• **Source records**
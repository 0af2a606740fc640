// Copyright (c) 2022-2023 The MobileCoin Foundation

//! Platform integration trait and screen model.
//!
//! The engines never talk to the card, the flash wallet table, or the
//! display directly: the platform supplies a [`Driver`] and renders the
//! [`Screen`]s the engines emit, feeding the user's decision back in as an
//! approve / deny event.

use crate::derive::Seed;
use vault_apps_proto::WalletId;

/// Content for one on-device prompt.
///
/// The engines produce human-readable summaries only; fatal internal errors
/// are rendered by the platform as a generic failure screen, never as raw
/// error codes.
#[derive(Clone, PartialEq, Debug)]
pub enum Screen {
    /// Accept / reject confirmation with a short message
    Confirm(String),
    /// Scrollable titled value (addresses and other long strings)
    ScrollPage { title: String, value: String },
}

impl Screen {
    pub fn confirm(msg: impl Into<String>) -> Self {
        Self::Confirm(msg.into())
    }

    pub fn scroll(title: impl Into<String>, value: impl Into<String>) -> Self {
        Self::ScrollPage {
            title: title.into(),
            value: value.into(),
        }
    }
}

/// Platform support required by the signing engines.
///
/// `reconstruct_seed` runs the whole PIN / passphrase / card interaction
/// internally and is called at most once per signing session; the returned
/// [`Seed`] is owned by the session and zeroized when the session ends.
pub trait Driver {
    /// Rebuild the wallet seed from its card shares, `None` on failure or
    /// user abort of the reconstruction flow
    fn reconstruct_seed(&mut self, wallet_id: &WalletId) -> Option<Seed>;

    /// Look up the display name for a wallet id, `None` when the wallet is
    /// not present on this device
    fn wallet_name(&self, wallet_id: &WalletId) -> Option<String>;
}

impl<T: Driver> Driver for &mut T {
    fn reconstruct_seed(&mut self, wallet_id: &WalletId) -> Option<Seed> {
        T::reconstruct_seed(self, wallet_id)
    }

    fn wallet_name(&self, wallet_id: &WalletId) -> Option<String> {
        T::wallet_name(self, wallet_id)
    }
}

• **Activity**
All lines above are to be transcribed exactly.

• **Response box**
repository 0af2a606740fc640
// Copyright (c) 2022-2023 The MobileCoin Foundation

//! Platform integration trait and screen model.
//!
//! The engines never talk to the card, the flash wallet table, or the
//! display directly: the platform supplies a [`Driver`] and renders the
//! [`Screen`]s the engines emit, feeding the user's decision back in as an
//! approve / deny event.

use crate::derive::Seed;
use vault_apps_proto::WalletId;

/// Content for one on-device prompt.
///
/// The engines produce human-readable summaries only; fatal internal errors
/// are rendered by the platform as a generic failure screen, never as raw
/// error codes.
#[derive(Clone, PartialEq, Debug)]
pub enum Screen {
    /// Accept / reject confirmation with a short message
    Confirm(String),
    /// Scrollable titled value (addresses and other long strings)
    ScrollPage { title: String, value: String },
}

impl Screen {
    pub fn confirm(msg: impl Into<String>) -> Self {
        Self::Confirm(msg.into())
    }

    pub fn scroll(title: impl Into<String>, value: impl Into<String>) -> Self {
        Self::ScrollPage {
            title: title.into(),
            value: value.into(),
        }
    }
}

/// Platform support required by the signing engines.
///
/// `reconstruct_seed` runs the whole PIN / passphrase / card interaction
/// internally and is called at most once per signing session; the returned
/// [`Seed`] is owned by the session and zeroized when the session ends.
pub trait Driver {
    /// Rebuild the wallet seed from its card shares, `None` on failure or
    /// user abort of the reconstruction flow
    fn reconstruct_seed(&mut self, wallet_id: &WalletId) -> Option<Seed>;

    /// Look up the display name for a wallet id, `None` when the wallet is
    /// not present on this device
    fn wallet_name(&self, wallet_id: &WalletId) -> Option<String>;
}

impl<T: Driver> Driver for &mut T {
    fn reconstruct_seed(&mut self, wallet_id: &WalletId) -> Option<Seed> {
        T::reconstruct_seed(self, wallet_id)
    }

    fn wallet_name(&self, wallet_id: &WalletId) -> Option<String> {
        T::wallet_name(self, wallet_id)
    }
}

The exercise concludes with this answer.